23 June 2013

GMO’s Montier on Why to Hold Cash

Asset allocation is the most important decision in constructing
portfolios that meet clients’ goals. Two prominent figures in the
investment world recently offered sharply different perspectives on
the most prudent approach for advisors.
Central bank policies have distorted markets to such a degree that
investors are devoid of any buy-and-hold asset classes, according to
James Montier. But according to Richard Bernstein, the flood of
liquidity unleashed through quantitative easing (QE) now offers
investors compelling opportunities.
Montier is a member of the asset allocation team at Boston-based
Grantham Mayo van Otterloo. Bernstein is the chief executive officer
of New York-based Richard Bernstein Advisors. The two squared off
in a panel discussion at the 2013 Morningstar Investment
Conference in Chicago last week.
“This is the hardest time to be an asset allocator,” Montier said.

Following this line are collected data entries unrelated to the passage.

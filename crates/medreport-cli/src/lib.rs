#![doc = include_str!(concat!(env!("OUT_DIR"), "/README_GENERATED.md"))]
#![deny(unused_crate_dependencies)]

// Silence unused dev-dependency warnings
#[cfg(test)]
use async_trait as _;
#[cfg(test)]
use tempfile as _;
#[cfg(test)]
use tokio_test as _;

// Used by the binary only
use anyhow as _;
use dotenvy as _;
use tracing_subscriber as _;

pub mod bootstrap;
pub mod commands;
pub mod error;
pub mod handlers;
pub mod parser;
pub mod presentation;

// Re-export primary types for convenient access
pub use bootstrap::{CliConfig, CliContext, bootstrap};
pub use commands::Commands;
pub use error::CliError;
pub use parser::Cli;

“Normally, you find that safe-haven assets are expensive and riskier
assets are cheap – and vice versa. But today, largely because of the
central banks around the world, we’ve got a very distorted
opportunity set, such that there is nothing you can buy and hold.”
Bernstein agreed that QE has upset traditional valuation dynamics,
but he said investors still have choices.
“There are pockets that are very, very attractive,” he said. “People are generally unaware
of those pockets.”
Let’s look at the key assumptions around Federal Reserve policies that led these two
investors to such divergent views of the markets.
Fed policy and its impact on the markets
Low inflation and low interest rates have driven most asset classes to unacceptably high
valuations, Montier said.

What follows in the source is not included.